◆ TASK DETAILS ◆
Among the records below, find the lines that hold the word "BodyDecode" and report how many there are, with no other words.
· · · · ·
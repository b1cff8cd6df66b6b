use serde::Deserialize;
use std::time::Duration;
use tqs_client::{GetOptions, Queue, TqsError};
use tokio::time::sleep;

#[derive(Debug, Deserialize)]
struct Job {
    id: u64,
    action: String,
}

#[tokio::main]
async fn main() -> Result<(), Box<dyn std::error::Error>> {
    let config = Queue::builder()
        .endpoint("http://localhost:8080")
        .reuse_connections(true)
        .max_retries(3)
        .retry_delay_ms(250)
        .build();

    let queue = Queue::with_config(config, "jobs")?;
    let options = GetOptions::new()
        .with_wait(Duration::from_secs(20))
        .with_retry(true);

    println!("Starting worker, long-polling {}...", queue.url());

    loop {
        match queue.get_value::<Job>(&options).await {
            Ok((job, message)) => {
                println!("Processing job {}: {}", job.id, job.action);

                match process_job(&job).await {
                    Ok(()) => {
                        println!("✅ Finished job {}", job.id);
                        match message.delete().await {
                            Ok(()) => {}
                            Err(TqsError::LeaseNotFound { .. }) => {
                                println!("Lease for job {} expired before acknowledgement", job.id)
                            }
                            Err(e) => println!("Could not acknowledge job {}: {}", job.id, e),
                        }
                    }
                    Err(e) => {
                        // Leaving the lease alone makes the job visible again once it expires
                        println!(
                            "❌ Job {} failed: {} (redelivered after {}s)",
                            job.id, e, message.lease_timeout
                        );
                    }
                }
            }
            Err(TqsError::BodyDecode { message, source }) => {
                println!("Discarding malformed message {}: {}", message.lease_uuid, source);
                message.delete().await?;
            }
            Err(TqsError::QueueEmpty { .. }) => {
                println!("No jobs available, polling again...");
            }
            Err(TqsError::QueueNotFound { queue }) => {
                println!("Queue {} does not exist, stopping", queue);
                return Ok(());
            }
            Err(e) => {
                println!("Error fetching jobs: {}", e);
                sleep(Duration::from_secs(5)).await;
            }
        }
    }
}

async fn process_job(job: &Job) -> Result<(), String> {
    sleep(Duration::from_millis(100)).await;

    if job.action == "fail" {
        Err("action requested failure".to_string())
    } else {
        Ok(())
    }
}
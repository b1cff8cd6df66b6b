//! # TQS Rust Client
//!
//! A Rust client library for TQS, a lease-based message queue service exposed
//! over HTTP/JSON.
//!
//! A message moves through the service as
//! `delayed → visible → leased → deleted`, returning to `visible` if its
//! lease runs out before it is deleted. This crate does not make any of those
//! decisions itself; it speaks the service's REST protocol and maps each
//! response onto a matchable [`TqsError`] variant so callers can tell an
//! empty queue from a missing one, or an expired lease from a transport
//! failure.
//!
//! ## Quick Start
//!
//! ```no_run
//! use tqs_client::{GetOptions, Queue, TqsError};
//!
//! #[tokio::main]
//! async fn main() -> Result<(), Box<dyn std::error::Error>> {
//!     let queue = Queue::new("http://localhost:8080", "jobs")?;
//!
//!     if !queue.exists().await? {
//!         queue.create().await?;
//!     }
//!
//!     queue.put("Hello, TQS!", "text/plain").await?;
//!
//!     match queue.get(&GetOptions::default()).await {
//!         Ok(message) => {
//!             println!("Leased {}: {}", message.lease_uuid, message.body);
//!             // Acknowledge once processed
//!             message.delete().await?;
//!         }
//!         Err(TqsError::QueueEmpty { .. }) => println!("Nothing to do"),
//!         Err(e) => return Err(e.into()),
//!     }
//!
//!     Ok(())
//! }
//! ```
//!
//! ## Features
//!
//! - **Async/await support** - Built on Tokio and `reqwest`
//! - **Lease handles** - [`Message::delete`] releases the lease it was leased with
//! - **Long-poll and delete-on-read** - Via [`GetOptions`]
//! - **Typed bodies** - [`Queue::get_value`] decodes JSON bodies with `serde`
//! - **Opt-in retry** - Exponential backoff for transport failures on get
//! - **Structured logging** - Request outcomes are emitted through `tracing`
//!
//! ## Timeouts
//!
//! Create, statistics and lease deletion are bounded by
//! [`Config::admin_timeout`] (2 seconds by default). Put and get carry no
//! client-side timeout, because a get with [`GetOptions::wait`] is expected
//! to block for up to the requested duration.
//!
//! ## Configuration
//!
//! Use [`ConfigBuilder`] for authentication and tuning:
//!
//! ```no_run
//! use tqs_client::{ConfigBuilder, Queue};
//! use std::time::Duration;
//!
//! # fn example() -> Result<(), tqs_client::TqsError> {
//! let queue = Queue::with_config(
//!     ConfigBuilder::new()
//!         .endpoint("https://queues.example.com")
//!         .token("secret-token")
//!         .admin_timeout(Duration::from_secs(5))
//!         .reuse_connections(true)
//!         .max_retries(5)
//!         .retry_delay(Duration::from_millis(200))
//!         .build(),
//!     "jobs",
//! )?;
//! # Ok(())
//! # }
//! ```

pub mod config;
pub mod error;
pub mod message;
pub mod queue;
mod retry;

pub use config::{Config, ConfigBuilder};
pub use error::{Result, TqsError};
pub use message::Message;
pub use queue::{GetOptions, Queue, QueueStatistics};
impl Queue {
    /// Creates a handle for queue `name` at `endpoint` with default configuration.
    ///
    /// No request is made; use [`create`](Self::create) or
    /// [`exists`](Self::exists) to talk to the service.
    ///
    /// # Errors
    ///
    /// Returns [`TqsError::Validation`] if the endpoint is not an absolute URL,
    /// or the name is empty, `.`, `..` or contains `/`, `?` or `#`. Any other
    /// character is percent-encoded into a single path segment.
    pub fn new(endpoint: impl Into<String>, name: impl Into<String>) -> Result<Self> {
        let config = ConfigBuilder::new().endpoint(endpoint).build();
        Self::with_config(config, name)
    }

    /// Creates a handle for queue `name` using a custom [`Config`].
    ///
    /// # Examples
    ///
    /// ```no_run
    /// use std::time::Duration;
    /// use tqs_client::Queue;
    ///
    /// # fn example() -> Result<(), tqs_client::TqsError> {
    /// let config = Queue::builder()
    ///     .endpoint("https://queues.example.com")
    ///     .token("my-token")
    ///     .admin_timeout(Duration::from_secs(5))
    ///     .build();
    ///
    /// let queue = Queue::with_config(config, "jobs")?;
    /// # Ok(())
    /// # }
    /// ```
    pub fn with_config(mut config: Config, name: impl Into<String>) -> Result<Self> {
        let name = name.into();
        validate_name(&name)?;

        let endpoint = config.endpoint.trim_end_matches('/').to_string();
        if endpoint.is_empty() {
            return Err(TqsError::Validation("Endpoint must not be empty".to_string()));
        }
        let url = resource_url(&endpoint, &name)?;
        config.endpoint = endpoint;

        let mut builder = reqwest::Client::builder();
        if !config.reuse_connections {
            builder = builder.pool_max_idle_per_host(0);
        }
        let http = builder
            .build()
            .map_err(|e| TqsError::Connection(format!("Failed to create HTTP client: {}", e)))?;

        Ok(Self {
            config: Arc::new(config),
            name,
            url,
            http,
        })
    }

    /// Returns a [`ConfigBuilder`], equivalent to [`ConfigBuilder::new()`].
    pub fn builder() -> ConfigBuilder {
        ConfigBuilder::new()
    }

    pub fn name(&self) -> &str {
        &self.name
    }

    pub fn endpoint(&self) -> &str {
        &self.config.endpoint
    }

    /// Queue resource URL, `{endpoint}/queues/{name}`.
    pub fn url(&self) -> &str {
        self.url.as_str()
    }

    pub fn config(&self) -> &Config {
        &self.config
    }

    /// Creates the queue on the service.
    ///
    /// # Errors
    ///
    /// * [`TqsError::QueueAlreadyExists`] if the service answers 409
    /// * [`TqsError::QueueHttp`] for any other non-200 status
    /// * [`TqsError::Connection`] / [`TqsError::Timeout`] for transport failures
    pub async fn create(&self) -> Result<()> {
        let mut url = self.url.clone();
        if let Ok(mut segments) = url.path_segments_mut() {
            segments.pop();
        }
        let request = self
            .request(Method::POST, url)
            .json(&CreateQueueRequest {
                name: self.name.clone(),
            });

        let response = self
            .execute(request, Some(self.config.admin_timeout))
            .await?;

        match response.status() {
            StatusCode::OK => {
                debug!(queue = %self.name, "queue created");
                Ok(())
            }
            StatusCode::CONFLICT => Err(TqsError::QueueAlreadyExists {
                queue: self.name.clone(),
            }),
            status => Err(self.http_error(status)),
        }
    }

    /// Fetches the visible, delayed and leased message counts.
    ///
    /// # Errors
    ///
    /// * [`TqsError::QueueNotFound`] if the service answers 404
    /// * [`TqsError::QueueHttp`] for any other non-200 status
    /// * [`TqsError::Serialization`] if the body is not a statistics document
    /// * [`TqsError::Connection`] / [`TqsError::Timeout`] for transport failures
    pub async fn statistics(&self) -> Result<QueueStatistics> {
        let url = self.subresource(&["statistics"]);
        let timeout = Some(self.config.admin_timeout);

        let response = self
            .execute(self.request(Method::GET, url), timeout)
            .await?;

        match response.status() {
            StatusCode::OK => self.read_json(response, timeout).await,
            StatusCode::NOT_FOUND => Err(self.not_found()),
            status => Err(self.http_error(status)),
        }
    }

    /// Reports whether the queue exists, based on [`statistics`](Self::statistics).
    ///
    /// A missing queue yields `Ok(false)`; every other error is returned unchanged.
    pub async fn exists(&self) -> Result<bool> {
        match self.statistics().await {
            Ok(_) => Ok(true),
            Err(TqsError::QueueNotFound { .. }) => Ok(false),
            Err(e) => Err(e),
        }
    }

    /// Enqueues one message.
    ///
    /// The service assigns visibility, expiry and lease data; none of it is
    /// returned. Never retried, since a repeated put would duplicate the message.
    ///
    /// # Errors
    ///
    /// * [`TqsError::QueueNotFound`] if the service answers 404
    /// * [`TqsError::QueueHttp`] for any other non-200 status
    /// * [`TqsError::Connection`] for transport failures
    pub async fn put(&self, body: impl Into<String>, body_type: impl Into<String>) -> Result<()> {
        let request = PutMessagesRequest {
            messages: vec![MessageBody {
                body: body.into(),
                body_type: body_type.into(),
            }],
        };

        let response = self
            .execute(self.request(Method::POST, self.url.clone()).json(&request), None)
            .await?;

        match response.status() {
            StatusCode::OK => {
                debug!(queue = %self.name, "message put");
                Ok(())
            }
            StatusCode::NOT_FOUND => Err(self.not_found()),
            status => Err(self.http_error(status)),
        }
    }

    /// Leases one message from the queue.
    ///
    /// With [`GetOptions::wait`] set the service holds the request open for up
    /// to that long waiting for a message; no client-side timeout applies.
    /// With [`GetOptions::delete`] set the message is removed as it is read,
    /// so calling [`Message::delete`] on it afterwards yields
    /// [`TqsError::LeaseNotFound`].
    ///
    /// # Errors
    ///
    /// * [`TqsError::QueueNotFound`] if the queue does not exist
    /// * [`TqsError::QueueEmpty`] if the queue exists but nothing is available
    /// * [`TqsError::QueueHttp`] for any other non-200 status
    /// * [`TqsError::Protocol`] if the response holds more than one message or
    ///   a message without a lease id
    /// * [`TqsError::Serialization`] if the body is not a message batch
    /// * [`TqsError::Connection`] for transport failures, retried first when
    ///   [`GetOptions::retry`] is set
    pub async fn get(&self, options: &GetOptions) -> Result<Message> {
        let strategy = if options.retry {
            RetryStrategy::new(self.config.max_retries, self.config.retry_delay)
        } else {
            RetryStrategy::none()
        };

        strategy.execute(|| self.get_once(options)).await
    }

    /// Leases one message and decodes its body as JSON.
    ///
    /// Returns the decoded value together with the message so the lease can be
    /// released afterwards.
    ///
    /// # Errors
    ///
    /// Everything [`get`](Self::get) returns, plus [`TqsError::BodyDecode`] when
    /// the body is not valid JSON for `T`. That error carries the leased message.
    ///
    /// # Examples
    ///
    /// ```no_run
    /// use serde::Deserialize;
    /// use tqs_client::{GetOptions, Queue, TqsError};
    ///
    /// #[derive(Deserialize)]
    /// struct Job {
    ///     id: u64,
    /// }
    ///
    /// # async fn example(queue: Queue) -> Result<(), TqsError> {
    /// match queue.get_value::<Job>(&GetOptions::default()).await {
    ///     Ok((job, message)) => {
    ///         println!("job {}", job.id);
    ///         message.delete().await?;
    ///     }
    ///     Err(TqsError::BodyDecode { message, .. }) => message.delete().await?,
    ///     Err(e) => return Err(e),
    /// }
    /// # Ok(())
    /// # }
    /// ```
    pub async fn get_value<T: DeserializeOwned>(
        &self,
        options: &GetOptions,
    ) -> Result<(T, Message)> {
        let message = self.get(options).await?;

        match message.decode() {
            Ok(value) => Ok((value, message)),
            Err(source) => Err(TqsError::BodyDecode {
                message: Box::new(message),
                source,
            }),
        }
    }

    async fn get_once(&self, options: &GetOptions) -> Result<Message> {
        let response = self.execute(self.get_request(options), None).await?;

        match response.status() {
            StatusCode::OK => {}
            StatusCode::NOT_FOUND => return Err(self.not_found()),
            status => return Err(self.http_error(status)),
        }

        let batch: GetMessagesResponse = self.read_json(response, None).await?;
        let mut records = batch.messages.unwrap_or_default();

        match records.len() {
            0 => Err(TqsError::QueueEmpty {
                queue: self.name.clone(),
            }),
            1 => {
                let record = records.remove(0);
                if record.lease_uuid.is_empty() {
                    return Err(TqsError::Protocol(format!(
                        "Queue <{}> returned a message without a lease id",
                        self.name
                    )));
                }
                debug!(queue = %self.name, lease = %record.lease_uuid, "message leased");
                Ok(record.bind(self.clone()))
            }
            count => Err(TqsError::Protocol(format!(
                "Queue <{}> returned {} messages, expected at most one",
                self.name, count
            ))),
        }
    }

    fn get_request(&self, options: &GetOptions) -> RequestBuilder {
        let request = self.request(Method::GET, self.url.clone());
        let query = options.query();
        if query.is_empty() {
            request
        } else {
            request.query(&query)
        }
    }

    /// Resource URL with `segments` appended, each percent-encoded.
    pub(crate) fn subresource(&self, segments: &[&str]) -> Url {
        let mut url = self.url.clone();
        if let Ok(mut path) = url.path_segments_mut() {
            path.extend(segments);
        }
        url
    }

    /// Starts a request carrying the auth and connection headers.
    pub(crate) fn request<U: IntoUrl>(&self, method: Method, url: U) -> RequestBuilder {
        let mut request = self.http.request(method, url);

        if let Some(token) = self.config.token.as_deref().filter(|t| !t.is_empty()) {
            request = request.header(AUTHENTICATION_HEADER, format!("token {}", token));
        }
        if !self.config.reuse_connections {
            request = request.header(CONNECTION, "close");
        }

        request
    }

    /// Sends `request`, bounded by `timeout` when given.
    pub(crate) async fn execute(
        &self,
        request: RequestBuilder,
        timeout: Option<Duration>,
    ) -> Result<Response> {
        let request = match timeout {
            Some(limit) => request.timeout(limit),
            None => request,
        };

        let response = request
            .send()
            .await
            .map_err(|e| transport_error(e, timeout))?;

        debug!(
            queue = %self.name,
            url = %response.url(),
            status = response.status().as_u16(),
            "response received"
        );

        Ok(response)
    }

    async fn read_json<R: DeserializeOwned>(
        &self,
        response: Response,
        timeout: Option<Duration>,
    ) -> Result<R> {
        let body = response
            .bytes()
            .await
            .map_err(|e| transport_error(e, timeout))?;
        serde_json::from_slice(&body).map_err(Into::into)
    }

    fn not_found(&self) -> TqsError {
        TqsError::QueueNotFound {
            queue: self.name.clone(),
        }
    }

    fn http_error(&self, status: StatusCode) -> TqsError {
        TqsError::QueueHttp {
            queue: self.name.clone(),
            status: status.as_u16(),
        }
    }
}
· · · · ·
◆ FINAL ANSWER ◆
4